Those lines of the data that hold the word "inside" are to be copied out.
*** Block opens ***
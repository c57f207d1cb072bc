// Copyright 2025 Adobe. All rights reserved.
// This file is licensed to you under the Apache License,
// Version 2.0 (http://www.apache.org/licenses/LICENSE-2.0)
// or the MIT license (http://opensource.org/licenses/MIT),
// at your option.
//
// Unless required by applicable law or agreed to in writing,
// this software is distributed on an "AS IS" BASIS, WITHOUT
// WARRANTIES OR REPRESENTATIONS OF ANY KIND, either express or
// implied. See the LICENSE-MIT and LICENSE-APACHE files for the
// specific language governing permissions and limitations under
// each license.

//! Remote path notation (`gs://container/name`).

use regex::Regex;
use std::fmt::{Display, Formatter, Result as FmtResult};
use std::sync::LazyLock;

/// Scheme used by the remote path notation.
pub const REMOTE_SCHEME: &str = "gs";

static REMOTE_PATH_RE: LazyLock<Regex> = LazyLock::new(|| {
    Regex::new(r"^gs://([a-z0-9_.-]+)/(.+)$").expect("remote path pattern is valid")
});

/// A parsed `gs://container/name` reference.
#[derive(Debug, Clone, PartialEq, Eq, Hash)]
pub struct RemotePath {
    /// Backend namespace (bucket).
    pub container: String,
    /// Slash-delimited key inside the container, without a trailing slash.
    pub name: String,
}

impl RemotePath {
    /// Parse a remote path.
    ///
    /// Returns `None` when `path` does not use the remote notation, in which case
    /// callers treat it as a local filesystem path. One trailing `/` on the name
    /// is stripped.
    ///
    /// # Examples
    ///
    /// ```
    /// use firecam_storage::storage::RemotePath;
    ///
    /// let parsed = RemotePath::parse("gs://fire-images/cams/a/").unwrap();
    /// assert_eq!(parsed.container, "fire-images");
    /// assert_eq!(parsed.name, "cams/a");
    /// assert!(RemotePath::parse("/tmp/cams").is_none());
    /// ```
    pub fn parse(path: &str) -> Option<Self> {
        let captures = REMOTE_PATH_RE.captures(path)?;
        let container = captures.get(1)?.as_str();
        let name = captures.get(2)?.as_str();
        let name = name.strip_suffix('/').unwrap_or(name);
        Some(Self {
            container: container.to_string(),
            name: name.to_string(),
        })
    }

    /// Package container and name back into the remote notation. No validation
    /// is performed.
    pub fn repack(container: &str, name: &str) -> String {
        format!("{}://{}/{}", REMOTE_SCHEME, container, name)
    }

    /// Whether `path` uses the remote notation.
    pub fn is_remote(path: &str) -> bool {
        Self::parse(path).is_some()
    }

    /// Child of this path, e.g. a file inside a directory-like prefix.
    pub fn join(&self, leaf: &str) -> Self {
        let leaf = leaf.trim_start_matches('/');
        let name = if self.name.is_empty() {
            leaf.to_string()
        } else {
            format!("{}/{}", self.name, leaf)
        };
        Self {
            container: self.container.clone(),
            name,
        }
    }

    /// Last path segment of the name.
    pub fn leaf(&self) -> &str {
        leaf_name(&self.name)
    }
}

impl Display for RemotePath {
    fn fmt(&self, f: &mut Formatter<'_>) -> FmtResult {
        write!(f, "{}", Self::repack(&self.container, &self.name))
    }
}

/// Last `/`-separated segment of an object key.
pub(crate) fn leaf_name(key: &str) -> &str {
    key.rsplit('/').next().unwrap_or(key)
}

#[cfg(test)]
mod tests {
    use super::*;

    #[test]
    fn test_parse_simple() {
        let parsed = RemotePath::parse("gs://bucket/dir/file.jpg").unwrap();
        assert_eq!(parsed.container, "bucket");
        assert_eq!(parsed.name, "dir/file.jpg");
    }

    #[test]
    fn test_parse_strips_trailing_slash() {
        let parsed = RemotePath::parse("gs://c/n/").unwrap();
        assert_eq!(parsed.name, "n");
    }

    #[test]
    fn test_parse_strips_only_one_trailing_slash() {
        let parsed = RemotePath::parse("gs://c/n//").unwrap();
        assert_eq!(parsed.name, "n/");
    }

    #[test]
    fn test_parse_local_paths() {
        assert!(RemotePath::parse("/var/data/file.csv").is_none());
        assert!(RemotePath::parse("relative/file.csv").is_none());
        assert!(RemotePath::parse("s3://bucket/key").is_none());
        assert!(!RemotePath::is_remote("C:/data/file.csv"));
    }

    #[test]
    fn test_parse_requires_name() {
        assert!(RemotePath::parse("gs://bucket").is_none());
        assert!(RemotePath::parse("gs://bucket/").is_none());
    }

    #[test]
    fn test_parse_rejects_invalid_container() {
        assert!(RemotePath::parse("gs://Bucket/key").is_none());
        assert!(RemotePath::parse("gs://my bucket/key").is_none());
        assert!(RemotePath::parse("gs://my_bucket.v2-x/key").is_some());
    }

    #[test]
    fn test_repack() {
        assert_eq!(RemotePath::repack("bucket", "a/b.txt"), "gs://bucket/a/b.txt");
    }

    #[test]
    fn test_round_trip() {
        let cases = [
            ("bucket", "file"),
            ("fire-cams", "2020/01/01/cam_a.jpg"),
            ("b.0_x", "deep/nested/key with spaces"),
        ];
        for (container, name) in cases {
            let packed = RemotePath::repack(container, name);
            let parsed = RemotePath::parse(&packed).unwrap();
            assert_eq!(parsed.container, container);
            assert_eq!(parsed.name, name);
            assert_eq!(parsed.to_string(), packed);
        }
    }

    #[test]
    fn test_join_and_leaf() {
        let dir = RemotePath::parse("gs://bucket/images/").unwrap();
        let file = dir.join("cam.jpg");
        assert_eq!(file.to_string(), "gs://bucket/images/cam.jpg");
        assert_eq!(file.leaf(), "cam.jpg");
    }

    #[test]
    fn test_leaf_name() {
        assert_eq!(leaf_name("a/b/c"), "c");
        assert_eq!(leaf_name("c"), "c");
        assert_eq!(leaf_name("a/"), "");
    }
}
//! Utility functions and helpers
//!
//! This module provides the resilience helpers shared by every remote backend.
//!
//! ## Modules
//!
//! - [`retry`] - Bounded retry with a fixed delay
//! - [`paginate`] - Draining of token-continued listings

pub mod paginate;
pub mod retry;

pub use paginate::{Page, list_all, list_all_strict};
pub use retry::RetryPolicy;
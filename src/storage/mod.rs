// Copyright 2025 Adobe. All rights reserved.
// This file is licensed to you under the Apache License,
// Version 2.0 (http://www.apache.org/licenses/LICENSE-2.0)
// or the MIT license (http://opensource.org/licenses/MIT),
// at your option.
//
// Unless required by applicable law or agreed to in writing,
// this software is distributed on an "AS IS" BASIS, WITHOUT
// WARRANTIES OR REPRESENTATIONS OF ANY KIND, either express or
// implied. See the LICENSE-MIT and LICENSE-APACHE files for the
// specific language governing permissions and limitations under
// each license.

//! Object storage abstraction layer
//!
//! This module provides a unified interface over the remote object store
//! (GCS, AWS S3) and its local stand-ins (a directory tree, or memory).
//!
//! The implementation leverages the `object_store` crate's builders, so every
//! backend is served by the same provider and the same retry policy.

pub mod config;
pub mod error;
pub mod factory;
pub mod object_store;
pub mod path;
pub mod provider;

// Public exports
pub use config::{StorageConfig, StorageType};
pub use error::{StorageError, StorageResult};
pub use factory::StorageProviderFactory;
pub use path::RemotePath;
pub use provider::{ListMode, StorageProvider};
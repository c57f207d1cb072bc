// Copyright 2025 Adobe. All rights reserved.
// This file is licensed to you under the Apache License,
// Version 2.0 (http://www.apache.org/licenses/LICENSE-2.0)
// or the MIT license (http://opensource.org/licenses/MIT),
// at your option.
//
// Unless required by applicable law or agreed to in writing,
// this software is distributed on an "AS IS" BASIS, WITHOUT
// WARRANTIES OR REPRESENTATIONS OF ANY KIND, either express or
// implied. See the LICENSE-MIT and LICENSE-APACHE files for the
// specific language governing permissions and limitations under
// each license.

//! Collaboration backend access
//!
//! Folders and files of a Drive-style backend are addressed by opaque IDs.
//! [`DriveStore`] layers retries, pagination and uniqueness checks on top of
//! any [`DriveBackend`]; [`DriveHttpBackend`] talks to the Drive v3 REST API.

pub mod backend;
pub mod http;
pub mod query;
pub mod store;

pub use backend::{DriveBackend, RemoteItem};
pub use http::DriveHttpBackend;
pub use query::{NameFilter, SearchFilter, SearchQuery};
pub use store::{ClassLocations, DriveStore, PAGE_TOKEN_INIT};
*** Block closes ***
ANSWER BOX:
    /// Slash-delimited key inside the container, without a trailing slash.
    /// Child of this path, e.g. a file inside a directory-like prefix.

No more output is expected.